= Dataset records =
* * * * *

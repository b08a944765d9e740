//! Error types for the reconciler.

use std::time::Duration;

use thiserror::Error;

/// Errors raised by the runtime and store collaborators.
#[derive(Debug, Error)]
pub enum Error {
    /// Docker API error
    #[error("Docker error: {0}")]
    Docker(#[from] bollard::errors::Error),

    /// etcd client error
    #[error("etcd error: {0}")]
    Etcd(#[from] etcd_client::Error),

    /// An operation did not finish in time
    #[error("{op} timed out after {after:?}")]
    Timeout { op: &'static str, after: Duration },

    /// Failed to encode a record value
    #[error("JSON error: {0}")]
    Json(#[from] serde_json::Error),

    /// The container is unknown to the runtime
    #[error("Container not found: {0}")]
    NotFound(String),

    /// Invalid configuration
    #[error("Invalid configuration: {0}")]
    Config(String),
}

pub type Result<T> = std::result::Result<T, Error>;

/// Runs `fut` with a deadline, mapping expiry to [`Error::Timeout`].
pub async fn with_timeout<T, F>(op: &'static str, after: Duration, fut: F) -> Result<T>
where
    F: std::future::Future<Output = Result<T>>,
{
    match tokio::time::timeout(after, fut).await {
        Ok(res) => res,
        Err(_) => Err(Error::Timeout { op, after }),
    }
}
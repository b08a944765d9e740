//! Data structures shared by the runtime adapter, the reconciler and the
//! bootstrap scanner.
//!
//! Snapshots are read on demand from the container runtime and never
//! cached: every reconciliation decision works from a fresh copy.

use std::collections::HashMap;

/// Action string the runtime emits when a health check starts passing.
pub const ACTION_HEALTHY: &str = "health_status: healthy";
/// Action string the runtime emits when a container's main process exits.
pub const ACTION_DIE: &str = "die";
/// Event type that carries container lifecycle actions.
pub const KIND_CONTAINER: &str = "container";

#[derive(Debug, Clone, Copy, PartialEq, Eq)]
pub enum RunningState {
    Running,
    Stopped,
    Other,
}

#[derive(Debug, Clone, Copy, PartialEq, Eq)]
pub enum HealthStatus {
    Healthy,
    Unhealthy,
    None,
}

/// Point-in-time view of a container, as returned by inspect.
#[derive(Debug, Clone)]
pub struct ContainerSnapshot {
    pub id: String,
    pub hostname: String,
    pub domain_name: String,
    pub labels: HashMap<String, String>,
    pub running_state: RunningState,
    pub health_status: HealthStatus,
    /// Network name -> IP address, from the runtime's network settings.
    pub networks: HashMap<String, String>,
}

impl ContainerSnapshot {
    /// True when `labels[key] == value`.
    pub fn has_label(&self, key: &str, value: &str) -> bool {
        self.labels.get(key).map(String::as_str) == Some(value)
    }

    /// Address on `network`, or on the first network with a non-empty
    /// address (sorted by name) when no network is given.
    pub fn network_ip(&self, network: Option<&str>) -> Option<String> {
        match network {
            Some(name) => self.networks.get(name).filter(|ip| !ip.is_empty()).cloned(),
            None => {
                let mut names: Vec<&String> = self.networks.keys().collect();
                names.sort();
                names
                    .into_iter()
                    .filter_map(|n| self.networks.get(n))
                    .find(|ip| !ip.is_empty())
                    .cloned()
            }
        }
    }
}

/// Entry from a filtered container listing.
#[derive(Debug, Clone, PartialEq, Eq)]
pub struct ContainerSummary {
    pub id: String,
    pub running_state: RunningState,
}

/// A single event from the runtime's event stream.
#[derive(Debug, Clone)]
pub struct LifecycleEvent {
    pub kind: String,
    pub action: String,
    pub actor_id: String,
    pub actor_name: String,
}

/// Actions the reconciler reacts to.
#[derive(Debug, Clone, Copy, PartialEq, Eq)]
pub enum EventAction {
    Healthy,
    Die,
    Other,
}

impl LifecycleEvent {
    pub fn is_container(&self) -> bool {
        self.kind == KIND_CONTAINER
    }

    pub fn action(&self) -> EventAction {
        match self.action.as_str() {
            ACTION_HEALTHY => EventAction::Healthy,
            ACTION_DIE => EventAction::Die,
            _ => EventAction::Other,
        }
    }

    /// Name used in log lines; falls back to the id for unnamed actors.
    pub fn display_name(&self) -> &str {
        if self.actor_name.is_empty() {
            &self.actor_id
        } else {
            &self.actor_name
        }
    }
}
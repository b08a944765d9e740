//! Startup pass that republishes records for containers which were
//! already healthy before this process started.
//!
//! Records of containers that disappeared while nobody was watching are
//! left in place; only publishes are caught up.

use log::{debug, info};

use crate::dispatch::{Dispatcher, Job};
use crate::error::{with_timeout, Result};
use crate::reconciler::{Outcome, Reconciler, SkipReason};
use crate::types::{HealthStatus, RunningState};

/// Lists running service containers and submits one republish job per
/// container. Returns the number of jobs submitted.
pub async fn scan(dispatcher: &Dispatcher) -> Result<usize> {
    let reconciler = dispatcher.reconciler();
    let settings = reconciler.settings();
    let filter = settings.label_filter();

    info!("Processing existing containers");
    let containers = with_timeout(
        "list containers",
        settings.runtime_timeout,
        reconciler.runtime().list_containers(&filter),
    )
    .await?;

    let mut submitted = 0;
    for container in containers {
        if container.running_state != RunningState::Running {
            debug!("Skipping container {}: not running", container.id);
            continue;
        }
        if !dispatcher.submit(Job::Republish(container.id)).await {
            break;
        }
        submitted += 1;
    }
    info!("All existing containers have been processed ({} submitted)", submitted);
    Ok(submitted)
}

/// Publishes the record of `container_id` if it is a running, healthy
/// network service.
pub async fn republish(reconciler: &Reconciler, container_id: &str) -> Outcome {
    let Some(snapshot) = reconciler.inspect(container_id).await else {
        return Outcome::Skipped(SkipReason::InspectFailed);
    };
    if !reconciler.is_service(&snapshot) {
        return Outcome::Skipped(SkipReason::NotService);
    }
    if snapshot.running_state != RunningState::Running
        || snapshot.health_status != HealthStatus::Healthy
    {
        debug!("Container {} is not running and healthy yet", container_id);
        return Outcome::Skipped(SkipReason::NotReady);
    }
    reconciler.publish(&snapshot).await
}
use super::ContainerRuntime;
use crate::error::{Error, Result};
use crate::types::{
    ContainerSnapshot, ContainerSummary, HealthStatus, LifecycleEvent, RunningState,
};
use async_trait::async_trait;
use bollard::container::{InspectContainerOptions, ListContainersOptions, LogOutput};
use bollard::exec::{CreateExecOptions, StartExecResults};
use bollard::models::{
    ContainerInspectResponse, ContainerStateStatusEnum, EventMessage, HealthStatusEnum,
};
use bollard::system::EventsOptions;
use bollard::{Docker, API_DEFAULT_VERSION};
use futures_util::stream::{BoxStream, StreamExt};
use log::{debug, info};
use std::collections::HashMap;

/// Request timeout handed to the Docker client, in seconds.
const CLIENT_TIMEOUT_SECS: u64 = 120;

pub struct DockerRuntime {
    docker: Docker,
}

impl DockerRuntime {
    /// Builds a client for `endpoint`, or for the local daemon when none
    /// is configured. `unix://` endpoints use the socket, anything else
    /// (`tcp://`, `http://`) goes over HTTP.
    pub fn connect(endpoint: Option<&str>) -> Result<Self> {
        let docker = match endpoint {
            None => Docker::connect_with_local_defaults()?,
            Some(addr) if addr.starts_with("unix://") => {
                Docker::connect_with_unix(addr, CLIENT_TIMEOUT_SECS, API_DEFAULT_VERSION)?
            }
            Some(addr) => {
                Docker::connect_with_http(addr, CLIENT_TIMEOUT_SECS, API_DEFAULT_VERSION)?
            }
        };
        info!(
            "Docker client connected to: {}",
            endpoint.unwrap_or("local defaults")
        );
        Ok(Self { docker })
    }
}

#[async_trait]
impl ContainerRuntime for DockerRuntime {
    async fn inspect(&self, container_id: &str) -> Result<ContainerSnapshot> {
        match self
            .docker
            .inspect_container(container_id, None::<InspectContainerOptions>)
            .await
        {
            Ok(detail) => Ok(snapshot_from(container_id, detail)),
            Err(bollard::errors::Error::DockerResponseServerError {
                status_code: 404, ..
            }) => Err(Error::NotFound(container_id.to_string())),
            Err(e) => Err(e.into()),
        }
    }

    async fn list_containers(&self, label_filter: &str) -> Result<Vec<ContainerSummary>> {
        let opts = ListContainersOptions::<String> {
            all: false,
            filters: HashMap::from([("label".to_string(), vec![label_filter.to_string()])]),
            ..Default::default()
        };
        let containers = self.docker.list_containers(Some(opts)).await?;

        Ok(containers
            .into_iter()
            .filter_map(|c| {
                let id = c.id?;
                let running_state = match c.state.as_deref() {
                    Some("running") => RunningState::Running,
                    Some("exited") | Some("dead") => RunningState::Stopped,
                    _ => RunningState::Other,
                };
                Some(ContainerSummary { id, running_state })
            })
            .collect())
    }

    async fn container_ip(&self, container_id: &str, interface: &str) -> Result<String> {
        let script = format!(
            "ifconfig {} | grep 'inet addr:' | cut -d: -f2 | awk '{{ print $1}}'",
            interface
        );
        let exec = self
            .docker
            .create_exec(
                container_id,
                CreateExecOptions {
                    attach_stdin: Some(false),
                    attach_stdout: Some(true),
                    attach_stderr: Some(false),
                    tty: Some(false),
                    cmd: Some(vec!["sh".to_string(), "-c".to_string(), script]),
                    ..Default::default()
                },
            )
            .await?;

        let mut stdout = String::new();
        if let StartExecResults::Attached { mut output, .. } =
            self.docker.start_exec(&exec.id, None).await?
        {
            while let Some(chunk) = output.next().await {
                if let LogOutput::StdOut { message } = chunk? {
                    stdout.push_str(&String::from_utf8_lossy(&message));
                }
            }
        }

        let ip = stdout.trim_matches('\n').to_string();
        debug!("Exec on {} reported address {:?}", container_id, ip);
        Ok(ip)
    }

    fn events(&self) -> BoxStream<'static, Result<LifecycleEvent>> {
        let opts = EventsOptions::<String> {
            filters: HashMap::from([("type".to_string(), vec!["container".to_string()])]),
            ..Default::default()
        };
        self.docker
            .events(Some(opts))
            .map(|msg| msg.map(lifecycle_event).map_err(Error::from))
            .boxed()
    }
}

fn snapshot_from(container_id: &str, detail: ContainerInspectResponse) -> ContainerSnapshot {
    let config = detail.config.unwrap_or_default();
    let state = detail.state.unwrap_or_default();

    let running_state = match state.status {
        Some(ContainerStateStatusEnum::RUNNING) => RunningState::Running,
        Some(ContainerStateStatusEnum::EXITED) | Some(ContainerStateStatusEnum::DEAD) => {
            RunningState::Stopped
        }
        _ => RunningState::Other,
    };
    let health_status = match state.health.and_then(|h| h.status) {
        Some(HealthStatusEnum::HEALTHY) => HealthStatus::Healthy,
        Some(HealthStatusEnum::UNHEALTHY) => HealthStatus::Unhealthy,
        _ => HealthStatus::None,
    };

    let networks = detail
        .network_settings
        .and_then(|s| s.networks)
        .unwrap_or_default()
        .into_iter()
        .filter_map(|(name, endpoint)| {
            let ipv4 = endpoint.ip_address.filter(|ip| !ip.is_empty());
            let ipv6 = endpoint.global_ipv6_address.filter(|ip| !ip.is_empty());
            ipv4.or(ipv6).map(|ip| (name, ip))
        })
        .collect();

    ContainerSnapshot {
        id: detail.id.unwrap_or_else(|| container_id.to_string()),
        hostname: config.hostname.unwrap_or_default(),
        domain_name: config.domainname.unwrap_or_default(),
        labels: config.labels.unwrap_or_default(),
        running_state,
        health_status,
        networks,
    }
}

fn lifecycle_event(event: EventMessage) -> LifecycleEvent {
    let actor = event.actor.unwrap_or_default();
    let attributes = actor.attributes.unwrap_or_default();
    LifecycleEvent {
        kind: event.typ.map(|t| t.to_string()).unwrap_or_default(),
        action: event.action.unwrap_or_default(),
        actor_id: actor.id.unwrap_or_default(),
        actor_name: attributes.get("name").cloned().unwrap_or_default(),
    }
}
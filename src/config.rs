use figment::{
    providers::{Env, Format, Json, Serialized, Toml},
    Figment,
};
use serde::{Deserialize, Serialize};
use std::time::Duration;

/// Where a container's address comes from.
#[derive(Debug, Clone, Copy, PartialEq, Eq, Deserialize, Serialize)]
#[serde(rename_all = "lowercase")]
pub enum IpSource {
    /// Run `ifconfig` inside the container.
    Exec,
    /// Read the address from the runtime's network settings.
    Network,
}

#[derive(Debug, Clone, Deserialize, Serialize)]
pub struct Config {
    #[serde(skip_serializing_if = "Option::is_none")]
    pub docker_endpoint: Option<String>,
    pub etcd_endpoint: String,
    pub etcd_basekey: String,
    pub service_label: String,
    pub service_type: String,
    pub ip_source: IpSource,
    pub ip_interface: String,
    #[serde(skip_serializing_if = "Option::is_none")]
    pub ip_network: Option<String>,
    pub runtime_timeout_secs: u64,
    pub exec_timeout_secs: u64,
    pub store_timeout_secs: u64,
    pub max_in_flight: usize,
    pub event_buffer: usize,
    pub shutdown_grace_secs: u64,
}

impl Default for Config {
    fn default() -> Self {
        Self {
            docker_endpoint: None,
            etcd_endpoint: "http://127.0.0.1:2379".into(),
            etcd_basekey: "/skydns/".into(),
            service_label: "bigboat.service.type".into(),
            service_type: "net".into(),
            ip_source: IpSource::Exec,
            ip_interface: "eth0".into(),
            ip_network: None,
            runtime_timeout_secs: 10,
            exec_timeout_secs: 5,
            store_timeout_secs: 5,
            max_in_flight: 64,
            event_buffer: 1024,
            shutdown_grace_secs: 10,
        }
    }
}

impl Config {
    /// Layered sources, lowest priority first.
    pub fn figment() -> Figment {
        Figment::from(Serialized::defaults(Config::default()))
            .merge(Toml::file("skyhook.toml"))
            .merge(Json::file("skyhook.json"))
            // Variable names understood by earlier deployments
            .merge(Env::raw().only(&["DOCKER_ENDPOINT", "ETCD_ENDPOINT", "ETCD_BASEKEY"]))
            .merge(Env::prefixed("SKYHOOK_"))
    }

    pub fn load() -> anyhow::Result<Self> {
        Self::from_figment(Self::figment())
    }

    pub fn from_figment(figment: Figment) -> anyhow::Result<Self> {
        let mut config: Config = figment
            .extract()
            .map_err(|e| anyhow::anyhow!("Failed to load configuration: {}", e))?;

        // An empty endpoint means "use the local socket"
        if config.docker_endpoint.as_deref().map(str::trim) == Some("") {
            config.docker_endpoint = None;
        }

        config.validate()?;
        Ok(config)
    }

    fn validate(&self) -> anyhow::Result<()> {
        let positive = [
            ("runtime_timeout_secs", self.runtime_timeout_secs as usize),
            ("exec_timeout_secs", self.exec_timeout_secs as usize),
            ("store_timeout_secs", self.store_timeout_secs as usize),
            ("max_in_flight", self.max_in_flight),
            ("event_buffer", self.event_buffer),
        ];
        for (name, value) in positive {
            if value == 0 {
                return Err(invalid(format!("{} must be greater than 0", name)));
            }
        }
        if self.service_label.trim().is_empty() {
            return Err(invalid("service_label must not be empty".into()));
        }
        if self.etcd_endpoint.trim().is_empty() {
            return Err(invalid("etcd_endpoint must not be empty".into()));
        }
        // Interpolated into a shell command inside the container
        let iface_ok = !self.ip_interface.is_empty()
            && self
                .ip_interface
                .chars()
                .all(|c| c.is_ascii_alphanumeric() || matches!(c, '-' | '_' | '.' | '@'));
        if !iface_ok {
            return Err(invalid(format!("invalid ip_interface {:?}", self.ip_interface)));
        }
        Ok(())
    }

    pub fn runtime_timeout(&self) -> Duration {
        Duration::from_secs(self.runtime_timeout_secs)
    }

    pub fn exec_timeout(&self) -> Duration {
        Duration::from_secs(self.exec_timeout_secs)
    }

    pub fn store_timeout(&self) -> Duration {
        Duration::from_secs(self.store_timeout_secs)
    }

    pub fn shutdown_grace(&self) -> Duration {
        Duration::from_secs(self.shutdown_grace_secs)
    }
}

fn invalid(msg: String) -> anyhow::Error {
    crate::error::Error::Config(msg).into()
}

#[cfg(test)]
mod tests {
    use super::*;

    fn with_toml(toml: &str) -> anyhow::Result<Config> {
        Config::from_figment(
            Figment::from(Serialized::defaults(Config::default())).merge(Toml::string(toml)),
        )
    }

    #[test]
    fn defaults_are_valid() {
        let cfg = with_toml("").unwrap();
        assert_eq!(cfg.docker_endpoint, None);
        assert_eq!(cfg.etcd_basekey, "/skydns/");
        assert_eq!(cfg.ip_source, IpSource::Exec);
        assert_eq!(cfg.service_label, "bigboat.service.type");
        assert_eq!(cfg.service_type, "net");
        assert_eq!(cfg.exec_timeout(), Duration::from_secs(5));
    }

    #[test]
    fn file_values_override_defaults() {
        let cfg = with_toml(
            r#"
            docker_endpoint = "unix:///var/run/docker.sock"
            etcd_endpoint = "http://etcd:2379"
            etcd_basekey = "/dns/"
            ip_source = "network"
            ip_network = "backend"
            max_in_flight = 8
            "#,
        )
        .unwrap();
        assert_eq!(cfg.docker_endpoint.as_deref(), Some("unix:///var/run/docker.sock"));
        assert_eq!(cfg.etcd_endpoint, "http://etcd:2379");
        assert_eq!(cfg.etcd_basekey, "/dns/");
        assert_eq!(cfg.ip_source, IpSource::Network);
        assert_eq!(cfg.ip_network.as_deref(), Some("backend"));
        assert_eq!(cfg.max_in_flight, 8);
    }

    #[test]
    fn blank_docker_endpoint_means_local() {
        let cfg = with_toml(r#"docker_endpoint = "  ""#).unwrap();
        assert_eq!(cfg.docker_endpoint, None);
    }

    #[test]
    fn zero_limits_are_rejected() {
        assert!(with_toml("exec_timeout_secs = 0").is_err());
        assert!(with_toml("max_in_flight = 0").is_err());
        assert!(with_toml("event_buffer = 0").is_err());
        assert!(with_toml(r#"service_label = """#).is_err());
    }

    #[test]
    fn shell_metacharacters_in_interface_are_rejected() {
        assert!(with_toml(r#"ip_interface = "eth0; rm -rf /""#).is_err());
        assert!(with_toml(r#"ip_interface = """#).is_err());
        assert!(with_toml(r#"ip_interface = "eth0.100""#).is_ok());
    }

    #[test]
    fn unknown_ip_source_is_rejected() {
        assert!(with_toml(r#"ip_source = "dhcp""#).is_err());
    }
}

* * * * *

= Work instruction =
Nothing but the lines from the beginning of the records through the line with "etcd client error" should appear, each printed exactly.

= Task answer =
repository b08a944765d9e740
//! Error types for the reconciler.

use std::time::Duration;

use thiserror::Error;

/// Errors raised by the runtime and store collaborators.
#[derive(Debug, Error)]
pub enum Error {
    /// Docker API error
    #[error("Docker error: {0}")]
    Docker(#[from] bollard::errors::Error),

    /// etcd client error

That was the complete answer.